The costs are the result of both the investigation into the data breach as well as the recovery from it, including hiring security experts to find the details of the attack, bringing in more call center workers to handle consumer questions and paying for credit monitoring, among other things. In a financial filing on Tuesday, Home Depot said that as much as $15 million of those charges could be recoverable through insurance coverage.
The Home Depot breach is one of the larger such incidents on record, with 53 million email addresses also stolen by the attackers. Company officials said the incident was the result of attackers using compromised vendor credentials to gain access to the Home Depot network and then move internally.
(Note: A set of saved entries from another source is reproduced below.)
//! Run, plan, and inspect racebench benchmarks.
//!
//! The `racebench` binary wraps three commands:
//!
//! - [run]: load a bug manifest and the fuzz input, invoke both parts of every bug from
//!   concurrent threads, and shut down (aborting if any bug fired).
//! - [stats]: print the counters accumulated in a statistics file.
//! - [plan]: derive the input map of a bug from a known-good input and add it to a manifest.

use thiserror::Error;

pub mod plan;
pub mod run;
pub mod stats;

/// Returns the version of the crate.
pub const fn crate_version() -> &'static str {
    env!("CARGO_PKG_VERSION")
}

/// Errors that can occur when running a command.
#[derive(Error, Debug)]
pub enum Error {
    #[error("engine error: {0}")]
    Engine(#[from] racebench_engine::Error),
    #[error("io error: {0}")]
    Io(#[from] std::io::Error),
    #[error("stat file of {0} bytes does not hold a whole record")]
    InvalidStatFile(usize),
    #[error("invalid field (expected <offset>:<width>): {0}")]
    InvalidField(String),
    #[error("bug already in manifest: {0}")]
    DuplicateBug(usize),
}
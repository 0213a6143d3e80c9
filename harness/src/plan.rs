//! Add a bug to a manifest, gated on a known-good input.

use crate::Error;
use racebench_engine::{Entry, InputMap, Manifest};
use racebench_patterns::NAMES;
use rand::{rngs::StdRng, Rng, SeedableRng};
use std::{fs, path::Path};
use tracing::info;

pub const CMD: &str = "plan";

/// Default number of interleave slots per bug.
pub const DEFAULT_INTERLEAVE: &str = "1";

/// Parse a field given as `<offset>:<width>`.
pub fn parse_field(raw: &str) -> Result<(u32, u8), Error> {
    let invalid = || Error::InvalidField(raw.to_string());
    let (offset, width) = raw.split_once(':').ok_or_else(invalid)?;
    let offset = offset.trim().parse().map_err(|_| invalid())?;
    let width = width.trim().parse().map_err(|_| invalid())?;
    Ok((offset, width))
}

/// What to plan.
#[derive(Clone, Debug)]
pub struct Request {
    pub id: usize,
    /// Pattern name (drawn at random when absent).
    pub pattern: Option<String>,
    pub fields: Vec<(u32, u8)>,
    pub interleave: usize,
    pub seed: u64,
}

/// Add the bug described by `request` to `manifest`, gated on the bytes of `input`.
pub fn plan(manifest: &mut Manifest, input: &[u8], request: &Request) -> Result<(), Error> {
    if manifest.bugs.iter().any(|entry| entry.id == request.id) {
        return Err(Error::DuplicateBug(request.id));
    }
    let mut rng = StdRng::seed_from_u64(request.seed);
    let pattern = match &request.pattern {
        Some(pattern) => pattern.clone(),
        None => NAMES[rng.gen_range(0..NAMES.len())].to_string(),
    };
    if racebench_patterns::by_name(&pattern).is_none() {
        return Err(racebench_engine::Error::UnknownPattern(pattern).into());
    }
    let map = InputMap::plan(&mut rng, input, &request.fields, request.interleave)?;
    info!(
        id = request.id,
        pattern = pattern.as_str(),
        fields = map.fields.len(),
        slots = map.slots(),
        magic = map.magic,
        "planned bug"
    );
    manifest.bugs.push(Entry {
        id: request.id,
        pattern,
        map,
    });
    manifest.bugs.sort_by_key(|entry| entry.id);
    manifest.max_bugs = manifest.max_bugs.max(request.id + 1);
    Ok(())
}

/// Plan a bug against the input file at `input`.
///
/// With a manifest path, the bug is added to that manifest (created if absent) and the result is
/// written back. Returns the JSON of the updated manifest.
pub fn plan_file(
    input: &Path,
    manifest: Option<&Path>,
    request: &Request,
) -> Result<String, Error> {
    let bytes = fs::read(input)?;
    let mut current = match manifest {
        Some(path) if path.exists() => Manifest::load(path)?,
        _ => Manifest::new(),
    };
    plan(&mut current, &bytes, request)?;
    if let Some(path) = manifest {
        current.save(path)?;
    }
    Ok(current.to_json()?)
}
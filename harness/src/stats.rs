//! Print the counters of a statistics file.

use crate::Error;
use racebench_engine::Record;
use std::{fmt::Write, fs, path::Path};

pub const CMD: &str = "stats";

/// Read the record in `path`, inferring the number of bugs from its length.
pub fn load(path: &Path) -> Result<Record, Error> {
    let raw = fs::read(path)?;
    let bugs = Record::bugs_for_len(raw.len()).ok_or(Error::InvalidStatFile(raw.len()))?;
    Ok(Record::decode(raw.as_slice(), bugs)?)
}

/// Format one counter: its total, the number of bugs it is non-zero for, and every value.
fn line(out: &mut String, name: &str, values: &[u32]) {
    let total: u64 = values.iter().map(|&v| v as u64).sum();
    let nonzero = values.iter().filter(|&&v| v != 0).count();
    let _ = write!(out, "{name} ({total}, {nonzero}): {{");
    for (i, value) in values.iter().enumerate() {
        if i > 0 {
            out.push_str(", ");
        }
        let _ = write!(out, "[{i}]={value}");
    }
    out.push_str("}\n");
}

/// Render `record` for display.
pub fn render(record: &Record) -> String {
    let mut out = format!("total_run: {}\n", record.total_run);
    line(&mut out, "tried", &record.tried);
    line(&mut out, "dua_pass", &record.dua_pass);
    line(&mut out, "check_pass", &record.check_pass);
    line(&mut out, "trigger", &record.trigger);
    out
}

#[cfg(test)]
mod tests {
    use super::*;
    use racebench_macros::test_traced;
    use rand::{rngs::OsRng, Rng};
    use std::env;

    #[test_traced]
    fn test_render() {
        let mut record = Record::zeroed(3);
        record.total_run = 12;
        record.tried = vec![5, 0, 100];
        record.dua_pass = vec![5, 0, 1];
        record.check_pass = vec![1, 0, 1];
        record.trigger = vec![0, 0, 1];
        let expected = "\
total_run: 12
tried (105, 2): {[0]=5, [1]=0, [2]=100}
dua_pass (6, 2): {[0]=5, [1]=0, [2]=1}
check_pass (2, 2): {[0]=1, [1]=0, [2]=1}
trigger (1, 1): {[0]=0, [1]=0, [2]=1}
";
        assert_eq!(render(&record), expected);
    }

    #[test_traced]
    fn test_render_large_totals() {
        let mut record = Record::zeroed(2);
        record.trigger = vec![u32::MAX, u32::MAX];
        assert!(render(&record).contains("trigger (8589934590, 2)"));
    }

    #[test_traced]
    fn test_load() {
        let path = env::temp_dir().join(format!("rb_harness_stats_{}", OsRng.gen::<u64>()));
        let mut record = Record::zeroed(5);
        record.total_run = 3;
        record.trigger[4] = 2;
        fs::write(&path, record.encode()).unwrap();
        assert_eq!(load(&path).unwrap(), record);

        // Not a whole record
        fs::write(&path, [0u8; 10]).unwrap();
        assert!(matches!(load(&path), Err(Error::InvalidStatFile(10))));
        fs::remove_file(&path).unwrap();
    }
}
//! Augment the development of race benchmarks with procedural macros.

use proc_macro::TokenStream;
use quote::quote;
use syn::{parse_macro_input, ItemFn, LitStr};

/// Run a test function with a [tracing] subscriber that writes to the test output.
///
/// The log level defaults to `DEBUG` and can be overridden with a string literal
/// (`TRACE`, `DEBUG`, `INFO`, `WARN`, or `ERROR`).
///
/// The annotated crate must depend on `tracing` and `tracing-subscriber`.
///
/// # Example
/// ```rust,ignore
/// use racebench_macros::test_traced;
///
/// #[test_traced("INFO")]
/// fn test_pairing() {
///     tracing::info!("logged");
///     tracing::debug!("filtered");
/// }
/// ```
#[proc_macro_attribute]
pub fn test_traced(attr: TokenStream, item: TokenStream) -> TokenStream {
    let input = parse_macro_input!(item as ItemFn);

    // Parse the log level (if any)
    let level = if attr.is_empty() {
        "DEBUG".to_string()
    } else {
        let literal = parse_macro_input!(attr as LitStr);
        literal.value().to_uppercase()
    };
    let level = match level.as_str() {
        "TRACE" => quote! { ::tracing::Level::TRACE },
        "DEBUG" => quote! { ::tracing::Level::DEBUG },
        "INFO" => quote! { ::tracing::Level::INFO },
        "WARN" => quote! { ::tracing::Level::WARN },
        "ERROR" => quote! { ::tracing::Level::ERROR },
        other => {
            let message = format!("invalid log level: {other}");
            return syn::Error::new(proc_macro2::Span::call_site(), message)
                .to_compile_error()
                .into();
        }
    };

    let attrs = &input.attrs;
    let vis = &input.vis;
    let sig = &input.sig;
    let block = &input.block;
    let expanded = quote! {
        #[test]
        #(#attrs)*
        #vis #sig {
            let subscriber = ::tracing_subscriber::fmt()
                .with_test_writer()
                .with_max_level(#level)
                .with_line_number(true)
                .finish();
            let dispatcher = ::tracing::Dispatch::new(subscriber);
            ::tracing::dispatcher::with_default(&dispatcher, || #block)
        }
    };
    TokenStream::from(expanded)
}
Ultimately, the attackers gained access to the point-of-sale system, where all the damage was done.
“The hackers then acquired elevated rights that allowed them to navigate portions of Home Depot’s network and to deploy unique, custom-built malware on its self-checkout systems in the U.S. and Canada,” Home Depot said in a statement earlier this month.
In its quarterly financial filing on Tuesday, Home Depot officials said the company is still investigating the data breach, but that it has rolled out some security enhancements in the weeks after the compromise, with more to come.
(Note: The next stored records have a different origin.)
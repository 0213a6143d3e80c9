//! Drive every bug of a benchmark from concurrent threads.

use crate::Error;
use racebench_engine::{Engine, Manifest, Outcome, Part, Registry};
use std::{path::Path, thread};
use tracing::{debug, info};

pub const CMD: &str = "run";

/// Default number of threads per part per bug.
pub const DEFAULT_THREADS: &str = "1";

/// Default number of invocations per thread.
pub const DEFAULT_ROUNDS: &str = "1000";

/// Build the registry of `manifest` from the pattern catalogue.
pub fn registry(manifest: &Manifest) -> Result<Registry, Error> {
    Ok(manifest.registry(racebench_patterns::by_name)?)
}

/// Invoke every registered bug: `threads` threads per part, each making up to `rounds`
/// invocations. A thread stops early once its bug's budget is spent.
pub fn drive(engine: &Engine, threads: usize, rounds: usize) {
    thread::scope(|s| {
        for bug in engine.registry().ids() {
            for part in Part::ALL {
                for _ in 0..threads {
                    s.spawn(move || {
                        for _ in 0..rounds {
                            if engine.invoke(bug, part) == Outcome::Exhausted {
                                break;
                            }
                        }
                    });
                }
            }
        }
    });
    for bug in engine.registry().ids() {
        let stats = engine.stats();
        debug!(
            bug,
            tried = stats.tried(bug),
            dua_pass = stats.dua_pass(bug),
            check_pass = stats.check_pass(bug),
            trigger = stats.trigger(bug),
            "bug finished"
        );
    }
}

/// Run the benchmark described by `manifest` against the fuzz input at `input`.
///
/// Fails without touching the statistics file if the manifest or input cannot be loaded.
/// Otherwise persists the statistics of the run and aborts the process if any bug fired.
pub fn run(
    manifest: &Path,
    input: Option<&Path>,
    threads: usize,
    rounds: usize,
) -> Result<(), Error> {
    let manifest = Manifest::load(manifest)?;
    let registry = registry(&manifest)?;
    let engine = Engine::initialize(manifest.config(), registry, input)?.guard();
    info!(
        bugs = engine.registry().len(),
        threads,
        rounds,
        "running benchmark"
    );
    drive(&engine, threads, rounds);
    info!(triggered = engine.stats().is_triggered(), "benchmark finished");
    Ok(())
}
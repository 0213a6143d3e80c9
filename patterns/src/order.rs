//! Races on ordering between plain memory accesses.

use racebench_engine::{Part, Pattern};
use std::{
    sync::atomic::{fence, AtomicBool, AtomicI32, Ordering},
    thread,
};

const TERMS: usize = 3;
const INITIAL: [i32; TERMS] = [0, 2, 1];
const TOTAL: i32 = 3;

/// Both parts add their half of an array into a shared sum with a non-atomic read-modify-write.
///
/// Part one waits for part zero to finish and then checks the sum. Triggers when an update was
/// lost.
#[derive(Debug)]
pub struct NonAtomicArith {
    terms: [AtomicI32; TERMS],
    sum: AtomicI32,
    done: AtomicBool,
}

impl NonAtomicArith {
    fn add(&self, range: std::ops::Range<usize>) {
        for i in range {
            let next = self.sum.load(Ordering::Relaxed) + self.terms[i].load(Ordering::Relaxed);
            self.sum.store(next, Ordering::Relaxed);
        }
        fence(Ordering::SeqCst);
    }
}

impl Default for NonAtomicArith {
    fn default() -> Self {
        Self {
            terms: INITIAL.map(AtomicI32::new),
            sum: AtomicI32::new(0),
            done: AtomicBool::new(false),
        }
    }
}

impl Pattern for NonAtomicArith {
    fn name(&self) -> &'static str {
        "non-atomic-arith"
    }

    fn reset_state(&self) {
        for (term, value) in self.terms.iter().zip(INITIAL) {
            term.store(value, Ordering::Relaxed);
        }
        self.sum.store(0, Ordering::Relaxed);
        self.done.store(false, Ordering::Relaxed);
    }

    fn run_part(&self, part: Part) -> bool {
        let index = part.index();
        self.terms[index + 1].store(2 - index as i32, Ordering::Relaxed);
        match part {
            Part::One => {
                self.add(0..TERMS / 2);

                // Part zero sets `done` in the same round
                while !self.done.load(Ordering::Relaxed) {
                    thread::yield_now();
                }
                let lost = self.sum.load(Ordering::Relaxed) != TOTAL;
                self.done.store(false, Ordering::Relaxed);
                self.sum.store(0, Ordering::Relaxed);
                lost
            }
            Part::Zero => {
                self.add(TERMS / 2..TERMS);
                self.done.store(true, Ordering::Relaxed);
                false
            }
        }
    }
}

/// Part one raises a flag before publishing the value the flag guards.
///
/// Part zero waits for the flag and then consumes the value. Triggers when it finds nothing
/// published.
#[derive(Debug, Default)]
pub struct DisorderDepend {
    flag: AtomicBool,
    published: AtomicBool,
}

impl Pattern for DisorderDepend {
    fn name(&self) -> &'static str {
        "disorder-depend"
    }

    fn reset_state(&self) {
        self.flag.store(false, Ordering::Relaxed);
        self.published.store(false, Ordering::Relaxed);
    }

    fn run_part(&self, part: Part) -> bool {
        match part {
            Part::One => {
                self.flag.store(true, Ordering::Relaxed);
                fence(Ordering::SeqCst);
                self.published.store(true, Ordering::Relaxed);
                false
            }
            Part::Zero => {
                // Part one raises the flag in the same round
                while !self.flag.load(Ordering::Relaxed) {
                    thread::yield_now();
                }
                let missing = !self.published.swap(false, Ordering::Relaxed);
                self.flag.store(false, Ordering::Relaxed);
                missing
            }
        }
    }
}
“The Company has completed a major payment security project that provides enhanced encryption of payment card data at the point of sale in all of the Company’s U.S. stores, offering significant new protection for customers. The new security protection takes raw payment card information and scrambles it to make it unreadable to unauthorized users. Roll-out of enhanced encryption to Canadian stores will be completed by early 2015. The Company is also rolling out EMV chip-and-PIN technology in its U.S. stores, which adds extra layers of payment card protection for customers. Canadian stores are already enabled with EMV chip-and-PIN technology,” the report says.
Chip-and-PIN systems comprise a card with a chip inside and require a user to enter a PIN at the point of sale in order to complete the transaction. Such systems have been in use in Europe for several years but are just showing up in the United States. On top of the $43 million in costs associated with the breach Home Depot incurred in the third quarter, company officials say they could face further expenses from the incident in the coming months.
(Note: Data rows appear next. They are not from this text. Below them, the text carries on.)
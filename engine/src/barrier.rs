//! Reusable two-party rendezvous.

use std::sync::{Condvar, Mutex, MutexGuard, PoisonError};

/// The part a participant played in a completed [Barrier] round.
#[derive(Copy, Clone, Debug, PartialEq, Eq)]
pub enum Role {
    /// Arrived first, blocked until the second arrival, and reset the round.
    Waiter,
    /// Arrived second and released the waiter without blocking on the round.
    Releaser,
}

/// A rendezvous for exactly two participants that can be reused for any number of rounds.
///
/// The turn count cycles through `0`, `1`, and `2`. The first arrival of a round (observing `1`)
/// waits until the second arrival (observing `2`) signals, then resets the count to `0`.
///
/// There is no timeout: a participant whose partner never arrives blocks forever. Both call
/// sites of a bug are controlled by the harness, so a missing partner mirrors the missing
/// synchronization being benchmarked rather than an engine fault.
#[derive(Debug, Default)]
pub struct Barrier {
    turn: Mutex<u8>,
    cv: Condvar,
}

impl Barrier {
    /// Create a new [Barrier] with no participants.
    pub const fn new() -> Self {
        Self {
            turn: Mutex::new(0),
            cv: Condvar::new(),
        }
    }

    fn lock(&self) -> MutexGuard<'_, u8> {
        // Nothing that can panic runs under the lock, so a poisoned count is still valid
        self.turn.lock().unwrap_or_else(PoisonError::into_inner)
    }

    fn wait<'a>(&self, guard: MutexGuard<'a, u8>) -> MutexGuard<'a, u8> {
        self.cv.wait(guard).unwrap_or_else(PoisonError::into_inner)
    }

    /// Block until the other participant has also entered this round.
    pub fn enter(&self) -> Role {
        let mut turn = self.lock();

        // A releaser that re-enters before its waiter woke must not join the draining round.
        while *turn == 2 {
            turn = self.wait(turn);
        }

        *turn += 1;
        if *turn == 1 {
            while *turn != 2 {
                turn = self.wait(turn);
            }
            *turn = 0;
            self.cv.notify_all();
            Role::Waiter
        } else {
            self.cv.notify_all();
            Role::Releaser
        }
    }

    /// Number of participants currently inside the round (`0`, `1`, or `2`).
    pub fn turn(&self) -> u8 {
        *self.lock()
    }
}

#[cfg(test)]
mod tests {
    use super::*;
    use racebench_macros::test_traced;
    use std::{
        sync::{
            atomic::{AtomicUsize, Ordering},
            Arc,
        },
        thread,
    };

    #[test_traced]
    fn test_single_round_roles() {
        let barrier = Arc::new(Barrier::new());
        let other = barrier.clone();
        let handle = thread::spawn(move || other.enter());
        let mine = barrier.enter();
        let theirs = handle.join().unwrap();

        // Exactly one waiter and one releaser
        assert_ne!(mine, theirs);
        assert_eq!(barrier.turn(), 0);
    }

    #[test_traced]
    fn test_reusable_across_rounds() {
        const ROUNDS: usize = 2_000;
        let barrier = Arc::new(Barrier::new());
        let waiters = Arc::new(AtomicUsize::new(0));

        let handles: Vec<_> = (0..2)
            .map(|_| {
                let barrier = barrier.clone();
                let waiters = waiters.clone();
                thread::spawn(move || {
                    for _ in 0..ROUNDS {
                        if barrier.enter() == Role::Waiter {
                            waiters.fetch_add(1, Ordering::Relaxed);
                        }
                        assert!(barrier.turn() <= 2);
                    }
                })
            })
            .collect();
        for handle in handles {
            handle.join().unwrap();
        }

        // Every round has exactly one waiter
        assert_eq!(waiters.load(Ordering::Relaxed), ROUNDS);
        assert_eq!(barrier.turn(), 0);
    }

    #[test_traced]
    fn test_rounds_do_not_overlap() {
        const ROUNDS: usize = 500;
        let barrier = Arc::new(Barrier::new());
        let arrivals = Arc::new([AtomicUsize::new(0), AtomicUsize::new(0)]);

        let handles: Vec<_> = (0..2)
            .map(|me| {
                let barrier = barrier.clone();
                let arrivals = arrivals.clone();
                thread::spawn(move || {
                    for round in 0..ROUNDS {
                        arrivals[me].store(round + 1, Ordering::SeqCst);
                        barrier.enter();

                        // The partner has reached this round before either of us leaves it
                        assert!(arrivals[1 - me].load(Ordering::SeqCst) > round);
                    }
                })
            })
            .collect();
        for handle in handles {
            handle.join().unwrap();
        }
    }
}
“In addition to the above expenses, the Company believes it is probable that the payment card networks will make claims against the Company. The ultimate amount of these claims will likely include amounts for incremental counterfeit fraud losses and non-ordinary course operating expenses (such as card reissuance costs) that the payment card networks assert they or their issuing banks have incurred,” the company’s report says.
“Although an independent third-party assessor found the portion of the Company’s network that handles payment card data to be compliant with applicable data security standards in the fall of 2013, the process of obtaining such certification for 2014 was ongoing at the time of the Data Breach and the forensic investigator working on behalf of the payment card networks may claim that the Company was not in compliance with those standards at the time of the Data Breach. As a result, the Company believes it is probable that the payment card networks will make claims against it and that the Company will dispute those claims.”
Officials said it’s also likely that Home Depot will incur significant legal and professional services expenses in future months and that “it is reasonably possible that the ultimate amount paid on these services and claims could be material to the Company’s consolidated financial condition, results of operations, or cash flows in future periods.”